Весомо сон этот вжился в воспоминания – зимой был, холодной, с короткими днями и длинными, мазутно-чёрными ночами, вопреки раскинувшемуся снегу. Я не боялся, семилетний, темноты – наоборот, считал – чем ночь непрогляднее, тем слаще спать, укутавшись от мороза, пробравшегося в квартиру через прорехи в оконных рамах и через щель внизу стены, около стола, за которым я люблю писать (с шести лет страдаю писаниной). Зимой сижу за ним в старых, штопаных, вдвое, а то, может, и втрое старших, нежели сам, вязаных безразмерных носках. В них ногам тёпленько. Одев их зимой, в гостях у бабушки с дедушкой – именно у них мне приснился сон – кричал: «Не достанешь теперь, мороз – красный нос!» И улыбался, когда бабушка смеялась, а дед поощрял: «От молодец!». И мороз правда становился не страшен, терял напор – тепло от ног ползло по всему телу. Помню, упросил деда починить старый зелёный электрический обогреватель, маленький, поднимающий температуру воздуха встроенным внутрь корпуса вентилятором. Не столько он грел, сколько мне нравилось его лёгкое, не отвлекающее, доброе тарахтение. Обогреватель был с подсветкой, и я, ночами, когда и любимое его тарахтение не способно склонить ко сну, садился перед ним и рассматривал его незамысловатое внутренне устройство, следил, как крутится вентилятор, пока меня случайно не замечали и шугали ложиться спать. А я после опять неслышно поднимался и устраивался рядом с «говорящей печкой» (так окрестили обогреватель), освещавшей жёлтым огоньком ковёр и лакированную мебель поблизости. С расстояния казалось, что не огонёк в печке включен, а мерно пощёлкивают горящие дрова. Уютно было.

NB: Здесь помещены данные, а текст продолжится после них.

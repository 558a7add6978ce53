//! Test adapter shared across the core's test modules.

use std::collections::HashMap;
use std::path::Path;
use std::sync::atomic::{AtomicBool, AtomicUsize, Ordering};
use std::sync::{Arc, Mutex};

use async_trait::async_trait;

use crate::adapter::contract::{
    extension_can_handle, AdapterCapabilities, LoadOptions, ModelAdapter, ModelFormat, ModelInfo,
    ModelType,
};
use crate::adapter::model::{
    generate_model_id, Classification, GenerateOutput, LoadedModel, ModelOps, Transcription,
};
use crate::error::{Result, RuntimeError};

/// Configurable in-memory adapter. Loads never touch the filesystem; the
/// "native resource" is a live flag the unload path revokes.
pub struct MockAdapter {
    format: ModelFormat,
    types: Vec<ModelType>,
    supports_gpu: bool,
    supports_streaming: bool,
    quantization_levels: Vec<String>,
    model_size: u64,
    accept_all: bool,
    fail_loads: AtomicBool,
    fail_unloads: AtomicBool,
    unload_counts: Mutex<HashMap<String, usize>>,
    live_flags: Mutex<HashMap<String, Arc<AtomicBool>>>,
    loads: AtomicUsize,
}

impl MockAdapter {
    pub fn new(format: ModelFormat, types: Vec<ModelType>) -> Arc<Self> {
        Arc::new(Self {
            format,
            types,
            supports_gpu: false,
            supports_streaming: false,
            quantization_levels: Vec::new(),
            model_size: 1024,
            accept_all: false,
            fail_loads: AtomicBool::new(false),
            fail_unloads: AtomicBool::new(false),
            unload_counts: Mutex::new(HashMap::new()),
            live_flags: Mutex::new(HashMap::new()),
            loads: AtomicUsize::new(0),
        })
    }

    pub fn builder(format: ModelFormat, types: Vec<ModelType>) -> MockAdapterBuilder {
        MockAdapterBuilder {
            format,
            types,
            supports_gpu: false,
            supports_streaming: false,
            quantization_levels: Vec::new(),
            model_size: 1024,
            accept_all: false,
        }
    }

    pub fn set_fail_loads(&self, fail: bool) {
        self.fail_loads.store(fail, Ordering::SeqCst);
    }

    pub fn set_fail_unloads(&self, fail: bool) {
        self.fail_unloads.store(fail, Ordering::SeqCst);
    }

    pub fn unload_count(&self, model_id: &str) -> usize {
        self.unload_counts.lock().unwrap().get(model_id).copied().unwrap_or(0)
    }

    pub fn total_unloads(&self) -> usize {
        self.unload_counts.lock().unwrap().values().sum()
    }

    pub fn total_loads(&self) -> usize {
        self.loads.load(Ordering::SeqCst)
    }
}

pub struct MockAdapterBuilder {
    format: ModelFormat,
    types: Vec<ModelType>,
    supports_gpu: bool,
    supports_streaming: bool,
    quantization_levels: Vec<String>,
    model_size: u64,
    accept_all: bool,
}

impl MockAdapterBuilder {
    pub fn gpu(mut self, yes: bool) -> Self {
        self.supports_gpu = yes;
        self
    }

    pub fn streaming(mut self, yes: bool) -> Self {
        self.supports_streaming = yes;
        self
    }

    pub fn quantization(mut self, levels: &[&str]) -> Self {
        self.quantization_levels = levels.iter().map(|s| s.to_string()).collect();
        self
    }

    pub fn model_size(mut self, size: u64) -> Self {
        self.model_size = size;
        self
    }

    /// Handle any path regardless of extension. Used to exercise
    /// tie-breaking among equally scored candidates.
    pub fn accept_all(mut self) -> Self {
        self.accept_all = true;
        self
    }

    pub fn build(self) -> Arc<MockAdapter> {
        Arc::new(MockAdapter {
            format: self.format,
            types: self.types,
            supports_gpu: self.supports_gpu,
            supports_streaming: self.supports_streaming,
            quantization_levels: self.quantization_levels,
            model_size: self.model_size,
            accept_all: self.accept_all,
            fail_loads: AtomicBool::new(false),
            fail_unloads: AtomicBool::new(false),
            unload_counts: Mutex::new(HashMap::new()),
            live_flags: Mutex::new(HashMap::new()),
            loads: AtomicUsize::new(0),
        })
    }
}

#[async_trait]
impl ModelAdapter for MockAdapter {
    fn format(&self) -> ModelFormat {
        self.format
    }

    fn supported_types(&self) -> &[ModelType] {
        &self.types
    }

    fn can_handle(&self, path: &Path, info: Option<&ModelInfo>) -> bool {
        self.accept_all || extension_can_handle(self.format, path, info)
    }

    fn capabilities(&self) -> AdapterCapabilities {
        AdapterCapabilities {
            supports_streaming: self.supports_streaming,
            supports_gpu: self.supports_gpu,
            quantization_levels: self.quantization_levels.clone(),
            max_context_length: Some(4096),
            file_extensions: self.format.extensions().iter().map(|e| e.to_string()).collect(),
        }
    }

    async fn load_model(
        self: Arc<Self>,
        path: &Path,
        _options: LoadOptions,
    ) -> Result<LoadedModel> {
        if self.fail_loads.load(Ordering::SeqCst) {
            return Err(RuntimeError::LoadFailure {
                path: path.to_path_buf(),
                reason: "mock load failure".into(),
            });
        }
        self.loads.fetch_add(1, Ordering::SeqCst);

        let id = generate_model_id(self.format);
        let live = Arc::new(AtomicBool::new(true));
        self.live_flags.lock().unwrap().insert(id.clone(), live.clone());

        let info = ModelInfo {
            name: path
                .file_stem()
                .and_then(|s| s.to_str())
                .unwrap_or("mock")
                .to_string(),
            format: self.format,
            model_type: self.types.first().copied().unwrap_or(ModelType::Llm),
            size: self.model_size,
            version: "0.0-test".into(),
            checksum: None,
            metadata: HashMap::new(),
        };

        let mut ops = ModelOps::default();
        if self.types.contains(&ModelType::Llm) {
            let gen_id = id.clone();
            ops.generate = Some(Arc::new(move |req| {
                let gen_id = gen_id.clone();
                Box::pin(async move {
                    Ok(GenerateOutput {
                        text: format!("[{gen_id}] {}", req.prompt),
                        tokens_generated: req.prompt.split_whitespace().count() as u32,
                        finish_reason: Some("stop".into()),
                    })
                })
            }));
            ops.chat = Some(Arc::new(move |req| {
                Box::pin(async move {
                    let last = req.messages.last().map(|m| m.content.clone()).unwrap_or_default();
                    Ok(GenerateOutput {
                        text: format!("echo: {last}"),
                        tokens_generated: 2,
                        finish_reason: Some("stop".into()),
                    })
                })
            }));
            ops.generate_stream = Some(Arc::new(move |req| {
                Box::pin(async move {
                    let tokens: Vec<String> =
                        req.prompt.split_whitespace().map(|t| format!("{t} ")).collect();
                    let stream = async_stream::stream! {
                        for token in tokens {
                            yield Ok(token);
                        }
                    };
                    Ok(Box::pin(stream) as crate::adapter::model::TokenStream)
                })
            }));
            ops.embed = Some(Arc::new(move |inputs| {
                Box::pin(async move {
                    Ok(inputs.iter().map(|s| vec![s.len() as f32, 1.0]).collect())
                })
            }));
        }
        if self.types.contains(&ModelType::Embedding) {
            ops.embed = Some(Arc::new(move |inputs| {
                Box::pin(async move {
                    Ok(inputs.iter().map(|s| vec![s.len() as f32, 2.0]).collect())
                })
            }));
        }
        if self.types.contains(&ModelType::Vision) {
            ops.classify = Some(Arc::new(move |_input| {
                Box::pin(async move {
                    Ok(vec![Classification { label: "cat".into(), confidence: 0.9 }])
                })
            }));
        }
        if self.types.contains(&ModelType::Audio) {
            ops.transcribe = Some(Arc::new(move |_req| {
                Box::pin(async move {
                    Ok(Transcription {
                        text: "hello world".into(),
                        language: Some("en".into()),
                        segments: Vec::new(),
                    })
                })
            }));
        }

        let adapter: Arc<dyn ModelAdapter> = self.clone();
        Ok(LoadedModel::new(id, info, adapter, ops, live))
    }

    async fn unload_model(&self, model_id: &str) -> Result<()> {
        let live = self.live_flags.lock().unwrap().get(model_id).cloned();
        match live {
            Some(flag) => {
                *self.unload_counts.lock().unwrap().entry(model_id.to_string()).or_insert(0) += 1;
                if self.fail_unloads.load(Ordering::SeqCst) {
                    return Err(RuntimeError::InferenceFailure {
                        model_id: model_id.to_string(),
                        reason: "mock unload failure".into(),
                    });
                }
                flag.store(false, Ordering::Release);
                self.live_flags.lock().unwrap().remove(model_id);
                Ok(())
            }
            // Unknown id: idempotent no-op per the contract.
            None => Ok(()),
        }
    }
}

Так вот, сильно я обрадовался, что дед, провозившись день напролёт, реанимировал сокровенного ночного приятеля,  всегда деловито тарахтящего, потому что заснул без лишних проволочек – обычно же часто вступал в конфронтацию, когда гнали в постель. Глаза под аккомпанемент «печки» слипались быстрее, чем под поведываемую кем-то шёпотом историю – это тоже была редкость, пусть я и часто просил взрослых на ночь что-то рассказать.
Тот страшный сон посетил без предупреждения,  втянув в парк «Алые паруса» - наилучшее место для прогулок в ту пору. Тем больше пугало – в «Алых парусах» для меня не водилось плохое, гадкое, хитрое, а только весёлое, малость молчаливое, а ещё родное. Можно было часами вместе с кем-то из родителей ходить  по парку, наплевав на всякие аттракционы, и просто смотреть то туда, то сюда – округа всегда интересна, всегда есть новизна, уже в том, что в прошлый раз, например, в листве деревьев щебетали другие птички, а катающий малышей поезд стоял ближе к выходу из загона, огороженного хилой проволокой и ржавыми воротцами (через несколько лет воронежские вандалы разнесли тут всё, слабо потешив гнилые душонки).
Сразу насторожило, что вообще нет никого. И никого из взрослых, меня сопровождающих. Я не обрадовался свободе от обычного надзирательства, ибо почти ничего и не запрещали. Из-за отсутствия людей парк представился островом в каком-то мире, где обитателей перекосила неведомая смертельная болезнь, а меня не тронула – не кашляю, в горле не першит, жив-здоров. Не мог в то время представить болезнь омерзительнее ОРВИ – мучился ей регулярно. Не удивило, когда осматривался в поисках людей, что стоит осень. Во сне редко удивляешься погоде. Небо – голубое, ухоженное, свободное от туч, нет на нём характерной осенней серости. Но: ни ветра, ни звуков. Веточка случайно не треснет рядом, ничего не шуршит… Безмолвие заставило обострить слух, а глаза нервно забегали. Головой чрезмерно вертеть не спешил, почему-то думалось – чем меньше двигаешься, тем труднее таящейся здесь мерзости тебя заметить, подобраться ближе. И страшило, что мерзость, заставившая всё замолчать, истребившая признаки жизни, была мне неизвестна. Страх накатывал, разрастаясь внутри. Оказывается, не так уж плохо не знать врага в лицо. Бежать нельзя – схватит и проглотит. Или сначала поиграется для удовольствия – смотря какая она.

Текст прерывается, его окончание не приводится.